のんべがホスピスに戻った翌日からは3連休だった。友人がいっぱい来てくれた。ホスピスの談話室でみんなでお話をした。会社の友人・学生時代の友人・親戚の人など大勢がのんべに会いに来てくれた。のんべはもう体調も悪く、人に会える状態ではなかったが、休み休みみんなに会って話をした。会社の人が明後日の会議の相談にも来た。のんべの晴れ舞台となる予定の会議だった。どんなに具合が悪くてものんべはその会議に行くと会社の人に約束していた。
3連休の最終日の夜にホスピスから家に帰る私にのんべが言った。「たまには家に帰る前にゆっくりと外でごはんでも食べたら?疲れたでしょう?」と。その言葉に甘えて私はファミレスでごはんを食べて帰った。翌日にはのんべの容態が悪化するのでゆっくりとした時間はその時が最後になった。自分の体の具合を分かって私にそんなことを言ってくれたのか、今となっては分からない。
翌日朝からホスピスに行ったのんべの母がのんべの容態が悪いのですぐにくるようにと連絡してきた。今までモルヒネでコントロールできていた痛みがもうコントロールできないほどひどくなっていた。私とのんべの母、子供達はそのときに備えて一旦家に帰り泊り込みの準備をした。その時に病院から連絡が入り、血圧低下・意識混濁のためすぐに病院に戻るように言われた。病院に戻ると電話の時よりは状態が落ち着いたのんべがいた。医師からは一両日中でしょうと伝えられた。夜は母と交代で付き添った。

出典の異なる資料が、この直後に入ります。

use std::fs::File;
use std::io::BufWriter;
use std::path::Path;

use hound::{SampleFormat, WavSpec, WavWriter};

/// Output collaborator: accepts one scaled output code per processed
/// sample.
pub trait SampleSink {
    fn emit(&mut self, code: u8);
}

/// In-memory sink for tests.
#[derive(Default)]
pub struct VecSink {
    pub codes: Vec<u8>,
}

impl VecSink {
    pub fn new() -> Self {
        Self::default()
    }
}

impl SampleSink for VecSink {
    fn emit(&mut self, code: u8) {
        self.codes.push(code);
    }
}

/// WAV-file sink, mapping output codes back to [-1, 1] mono float samples.
pub struct WavSink {
    writer: WavWriter<BufWriter<File>>,
    full_scale: f32,
    write_failures: usize,
}

impl WavSink {
    pub fn create<P: AsRef<Path>>(path: P, sample_rate: u32, full_scale: u8) -> anyhow::Result<Self> {
        let spec = WavSpec {
            channels: 1,
            sample_rate,
            bits_per_sample: 32,
            sample_format: SampleFormat::Float,
        };
        let writer = WavWriter::create(path, spec)?;
        Ok(Self {
            writer,
            full_scale: full_scale as f32,
            write_failures: 0,
        })
    }

    /// Finish the file. Fails if any sample was lost along the way, so a
    /// truncated file is never reported as a clean run.
    pub fn finalize(self) -> anyhow::Result<()> {
        if self.write_failures > 0 {
            anyhow::bail!("{} samples failed to write", self.write_failures);
        }
        self.writer.finalize()?;
        Ok(())
    }
}

impl SampleSink for WavSink {
    fn emit(&mut self, code: u8) {
        let sample = (code as f32 / self.full_scale) * 2.0 - 1.0;
        if let Err(e) = self.writer.write_sample(sample) {
            self.write_failures += 1;
            log::error!("WAV write failed: {}", e);
        }
    }
}
use std::sync::atomic::{AtomicBool, AtomicU16, Ordering};

/// Edge-triggered, single-producer/single-consumer readiness flag.
///
/// Models an interrupt-set "sample ready" signal. The consumer side must
/// read and clear in one indivisible step so an event raised between the
/// read and the clear is never lost; `take` uses an atomic swap for that.
#[derive(Debug, Default)]
pub struct ReadyLatch {
    ready: AtomicBool,
}

impl ReadyLatch {
    pub fn new() -> Self {
        Self {
            ready: AtomicBool::new(false),
        }
    }

    /// Producer side: raise the flag. Safe from a preempting context.
    pub fn set(&self) {
        self.ready.store(true, Ordering::Release);
    }

    /// Consumer side: atomically read and clear. Returns whether the flag
    /// was set.
    pub fn take(&self) -> bool {
        self.ready.swap(false, Ordering::Acquire)
    }
}

/// One-deep mailbox pairing a raw sample code with a `ReadyLatch`.
///
/// The producer posts a code and raises the flag; the consumer drains with
/// `take`. A post before the previous code was consumed overwrites it,
/// matching the overrun behavior of a one-sample hardware register.
#[derive(Debug, Default)]
pub struct SampleMailbox {
    code: AtomicU16,
    latch: ReadyLatch,
}

impl SampleMailbox {
    pub fn new() -> Self {
        Self {
            code: AtomicU16::new(0),
            latch: ReadyLatch::new(),
        }
    }

    /// Producer side: store the code, then raise the readiness flag.
    pub fn post(&self, code: u16) {
        self.code.store(code, Ordering::Release);
        self.latch.set();
    }

    /// Consumer side: take the pending code, if any.
    pub fn take(&self) -> Option<u16> {
        if self.latch.take() {
            Some(self.code.load(Ordering::Acquire))
        } else {
            None
        }
    }
}

#[cfg(test)]
mod tests {
    use super::*;

    #[test]
    fn test_latch_take_is_one_shot() {
        let latch = ReadyLatch::new();
        assert!(!latch.take());
        latch.set();
        assert!(latch.take());
        // Second take sees the cleared flag; the event is not double-consumed.
        assert!(!latch.take());
    }

    #[test]
    fn test_mailbox_delivers_latest_code() {
        let mailbox = SampleMailbox::new();
        assert_eq!(mailbox.take(), None);

        mailbox.post(1234);
        assert_eq!(mailbox.take(), Some(1234));
        assert_eq!(mailbox.take(), None);

        // Overrun: a second post before consumption wins.
        mailbox.post(1);
        mailbox.post(2);
        assert_eq!(mailbox.take(), Some(2));
        assert_eq!(mailbox.take(), None);
    }

    #[test]
    fn test_mailbox_across_threads() {
        use std::sync::Arc;

        let mailbox = Arc::new(SampleMailbox::new());
        let producer = {
            let mailbox = Arc::clone(&mailbox);
            std::thread::spawn(move || {
                for code in 0..100u16 {
                    mailbox.post(code);
                    std::thread::yield_now();
                }
            })
        };

        let mut last_seen = None;
        while !producer.is_finished() {
            if let Some(code) = mailbox.take() {
                last_seen = Some(code);
            }
        }
        producer.join().unwrap();
        if let Some(code) = mailbox.take() {
            last_seen = Some(code);
        }
        assert_eq!(last_seen, Some(99));
    }
}
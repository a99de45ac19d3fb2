//! Synthetic acquisition signals for demos and stress tests.
//!
//! Generates raw ADC-style codes directly, biased to mid-scale the way a
//! unipolar converter sees a bipolar signal.

use std::f32::consts::PI;

use rand::SeedableRng;
use rand_chacha::ChaCha8Rng;
use rand_distr::{Distribution, Normal};

use crate::pipeline::Scaling;

/// One sinusoidal component of a test signal.
#[derive(Clone, Copy, Debug)]
pub struct Tone {
    pub freq_hz: f32,
    /// Peak amplitude as a fraction of half scale (0..=1).
    pub amplitude: f32,
}

/// Test-signal description.
#[derive(Clone, Debug)]
pub struct SignalSpec {
    pub sample_rate_hz: f32,
    pub tones: Vec<Tone>,
    /// RMS of additive Gaussian noise, same units as `Tone::amplitude`.
    pub noise_rms: f32,
    pub seed: u64,
}

impl SignalSpec {
    pub fn tone(sample_rate_hz: f32, freq_hz: f32, amplitude: f32) -> Self {
        Self {
            sample_rate_hz,
            tones: vec![Tone { freq_hz, amplitude }],
            noise_rms: 0.0,
            seed: 0,
        }
    }

    pub fn with_noise(mut self, noise_rms: f32) -> Self {
        self.noise_rms = noise_rms;
        self
    }

    pub fn with_seed(mut self, seed: u64) -> Self {
        self.seed = seed;
        self
    }
}

/// Generate `count` acquisition codes for the given signal.
pub fn generate_codes(spec: &SignalSpec, count: usize, scaling: Scaling) -> Vec<u16> {
    let mut rng = ChaCha8Rng::seed_from_u64(spec.seed);
    let noise = Normal::new(0.0f32, spec.noise_rms.max(f32::MIN_POSITIVE)).unwrap();

    let full_scale = scaling.input_full_scale() as f32;
    (0..count)
        .map(|i| {
            let t = i as f32 / spec.sample_rate_hz;
            let mut value: f32 = spec
                .tones
                .iter()
                .map(|tone| tone.amplitude * (2.0 * PI * tone.freq_hz * t).sin())
                .sum();
            if spec.noise_rms > 0.0 {
                value += noise.sample(&mut rng);
            }
            // Bias the bipolar signal to mid-scale and quantize.
            let unit = (value.clamp(-1.0, 1.0) + 1.0) / 2.0;
            (unit * full_scale) as u16
        })
        .collect()
}
// Copyright 2025 the Dotstrip Authors
// SPDX-License-Identifier: Apache-2.0 OR MIT

//! Host capabilities: the data source queried by the control and the
//! delegate it notifies.
//!
//! Both traits are narrow, duck-typed seams. The control never stores a
//! reference to either; hosts pass them in per call, which keeps ownership
//! acyclic (the host owns the control, never the other way around). All
//! delegate methods default to no-ops so hosts implement only what they
//! listen to, and `()` implements the trait for callers that listen to
//! nothing at all.

use dotstrip_indicator::IndicatorImage;
use kurbo::Point;
use peniko::Color;

/// Supplies per-index visual content for an indicator strip.
///
/// Queried during [`configure`](crate::PagingControl::configure) when the
/// indicator sequence is rebuilt. `I` is the host's image handle type.
pub trait IndicatorSource<I> {
    /// Base/border tint for the indicator at `index`.
    fn indicator_color(&self, index: usize) -> Color;

    /// Optional image override for the indicator at `index`.
    ///
    /// Defaults to no override: the indicator renders as a plain shape.
    fn indicator_image(&self, index: usize) -> Option<IndicatorImage<I>> {
        let _ = index;
        None
    }
}

/// Receives selection and touch-lifecycle notifications from a control.
///
/// Every method defaults to a no-op.
pub trait PagingDelegate {
    /// A new index was committed as the current page.
    fn page_changed(&mut self, index: usize) {
        let _ = index;
    }

    /// A touch session began at `point` (control-local coordinates).
    fn touch_down(&mut self, point: Point) {
        let _ = point;
    }

    /// The touch session ended with a normal release.
    fn touch_ended(&mut self) {}

    /// The touch session was cancelled by the system.
    fn touch_cancelled(&mut self) {}

    /// Gesture recognition failed for the touch session.
    fn touch_failed(&mut self) {}
}

/// A delegate that ignores every notification.
impl PagingDelegate for () {}
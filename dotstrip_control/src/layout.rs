// Copyright 2025 the Dotstrip Authors
// SPDX-License-Identifier: Apache-2.0 OR MIT

//! Strip layout: rest geometry, pointer-to-index resolution, and the
//! magnification profile.
//!
//! All math here is one-dimensional, expressed along the major axis of the
//! strip. [`StripMetrics`] captures the two geometry parameters (square
//! indicator side length and the gap between indicators, which also pads both
//! ends) and derives everything else from them:
//!
//! - The strip is divided into buckets of one *segment*
//!   (`indicator_size + spacing`) each; a pointer coordinate resolves to the
//!   bucket it falls in, clamped into the valid index range.
//! - While a drag is active, indicators near the pointer grow. The growth
//!   ratio is linear in pointer distance, from [`MAX_GROWTH_RATIO`] directly
//!   under the pointer down to `1.0` at [`StripMetrics::max_distance`] and
//!   beyond. Distances are measured against *rest* centers; live offsets are
//!   then re-accumulated front to back, so one indicator growing pushes every
//!   later indicator further along the axis.

#[cfg(not(feature = "std"))]
use kurbo::common::FloatFuncs as _; // for `floor` and `abs` under no_std
use smallvec::SmallVec;

/// Growth added at zero pointer distance, on top of the base ratio of `1.0`.
pub const GROWTH_SPAN: f64 = 2.5;

/// Growth ratio of an indicator directly under the pointer.
pub const MAX_GROWTH_RATIO: f64 = 1.0 + GROWTH_SPAN;

/// Multiple of the indicator size contributing to the magnification reach.
pub const MAGNIFY_REACH: f64 = 1.5;

/// Per-indicator layout along the major axis: leading offset and side length.
///
/// The minor-axis coordinate is not part of a slot; indicators are always
/// centered on the strip's minor-axis midline regardless of their live size
/// (see [`Axis::frame`](crate::Axis::frame)).
#[derive(Clone, Copy, Debug, PartialEq)]
pub struct Slot {
    /// Leading edge along the major axis.
    pub offset: f64,
    /// Side length of the (square) indicator.
    pub size: f64,
}

impl Slot {
    /// Returns the center coordinate along the major axis.
    #[must_use]
    pub fn center(&self) -> f64 {
        self.offset + self.size / 2.0
    }
}

/// A full per-indicator layout profile, one [`Slot`] per index.
///
/// Inline capacity covers typical page counts without allocating.
pub type SlotProfile = SmallVec<[Slot; 8]>;

/// Geometry parameters of an indicator strip.
///
/// Both fields are expected to be positive; the derived formulas divide by
/// the segment length and the magnification reach.
#[derive(Clone, Copy, Debug, PartialEq)]
pub struct StripMetrics {
    /// Side length of each (square) indicator at rest.
    pub indicator_size: f64,
    /// Gap between consecutive indicators and at both ends of the strip.
    pub spacing: f64,
}

impl StripMetrics {
    /// Creates strip metrics from an indicator size and spacing.
    #[must_use]
    pub const fn new(indicator_size: f64, spacing: f64) -> Self {
        Self {
            indicator_size,
            spacing,
        }
    }

    /// One bucket of the strip: an indicator plus its trailing gap.
    #[must_use]
    pub fn segment(&self) -> f64 {
        self.indicator_size + self.spacing
    }

    /// Total major-axis extent of a strip with `count` indicators at rest.
    ///
    /// Equals `spacing + count × (indicator_size + spacing)`: every indicator
    /// carries a trailing gap, plus one leading gap for the whole strip.
    #[must_use]
    pub fn total_extent(&self, count: usize) -> f64 {
        self.spacing + count as f64 * self.segment()
    }

    /// Rest position (leading edge) of the indicator at `index`.
    #[must_use]
    pub fn rest_offset(&self, index: usize) -> f64 {
        self.spacing + index as f64 * self.segment()
    }

    /// Rest center of the indicator at `index`.
    #[must_use]
    pub fn rest_center(&self, index: usize) -> f64 {
        self.rest_offset(index) + self.indicator_size / 2.0
    }

    /// Resolves a major-axis pointer coordinate to an indicator index.
    ///
    /// The leading gap belongs to bucket 0 and every subsequent bucket is one
    /// segment wide; out-of-bounds coordinates clamp to the first or last
    /// index. Returns `None` for an empty strip.
    #[must_use]
    pub fn index_at(&self, major: f64, count: usize) -> Option<usize> {
        if count == 0 {
            return None;
        }
        let bucket = ((major - self.spacing).max(0.0) / self.segment()).floor();
        let clamped = bucket.min((count - 1) as f64);
        #[expect(
            clippy::cast_possible_truncation,
            reason = "bucket is non-negative and clamped below `count`"
        )]
        Some(clamped as usize)
    }

    /// Pointer distance beyond which an indicator is unaffected by
    /// magnification.
    #[must_use]
    pub fn max_distance(&self) -> f64 {
        MAGNIFY_REACH * self.indicator_size + self.spacing
    }

    /// Growth ratio for an indicator whose rest center sits `distance` away
    /// from the pointer.
    ///
    /// Linear from [`MAX_GROWTH_RATIO`] at zero distance down to `1.0` at
    /// [`max_distance`](Self::max_distance); distances beyond the reach are
    /// saturated, so the ratio never drops below `1.0`.
    #[must_use]
    pub fn growth_ratio(&self, distance: f64) -> f64 {
        let max_distance = self.max_distance();
        let clamped = distance.min(max_distance);
        1.0 + GROWTH_SPAN * (1.0 - clamped / max_distance)
    }

    /// Layout profile with every indicator at rest.
    #[must_use]
    pub fn rest_slots(&self, count: usize) -> SlotProfile {
        (0..count)
            .map(|i| Slot {
                offset: self.rest_offset(i),
                size: self.indicator_size,
            })
            .collect()
    }

    /// Layout profile under magnification for a pointer at `pointer_major`.
    ///
    /// Sizes are derived from each indicator's *rest* center distance to the
    /// pointer; offsets are then re-accumulated front to back, so growth of
    /// one indicator pushes all later indicators further along the axis.
    #[must_use]
    pub fn magnified_slots(&self, count: usize, pointer_major: f64) -> SlotProfile {
        let mut slots = SlotProfile::with_capacity(count);
        let mut offset = self.spacing;
        for i in 0..count {
            let distance = (self.rest_center(i) - pointer_major).abs();
            let size = self.indicator_size * self.growth_ratio(distance);
            slots.push(Slot { offset, size });
            offset += size + self.spacing;
        }
        slots
    }
}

翌日は会社の会議の日だった。意識もはっきりしないのんべは今日は何日かとしきりに聞いた。今日が会議の日だと聞いたらきっとのんべは這ってでも行くだろうと思い家族は会議の日だとは伝えなかった。伝えられなかった。子供達はそんなのんべを見守った。下の1歳の娘は苦しむ父親に何かしてあげようと自分のおやつをあげた。4歳の息子はじっとそんな父親を見つめた。義理の弟が「子供達のことは任せてください」とのんべに告げたときのんべは体を起してお願いしますと伝えようとした。その時に嘔吐し起き上がれなくなった。自分の命を張ってでも子供達のことを頼もうとしたのんべ。
その後は意識もはっきりせず、声も出ない様子だが何かをのんべは言い続けた。口の動きを読もうとしたが分からなかった。のんべは薄れ行く意識の中で何を私達に伝えようとしたのだろうか。そして熱が40度まで上がり、もう口を動かすこともなくなった。日にちが変わって朝4時40分、たんが絡んだような咳をして看護士にたんの吸引を頼もうとしたそのとき、のんべの呼吸は止まっていた。最後の最後は苦しむことなく旅立った。休憩室で眠る息子をすぐ連れてきてお父さんにありがとうって言うように伝えた。聴覚が最後まで働くということを聞いていたのでもしかしたら呼吸が止まっても息子の声がのんべに届くと思ったからだ。のんべに届いたのだろうか。息子の言葉は。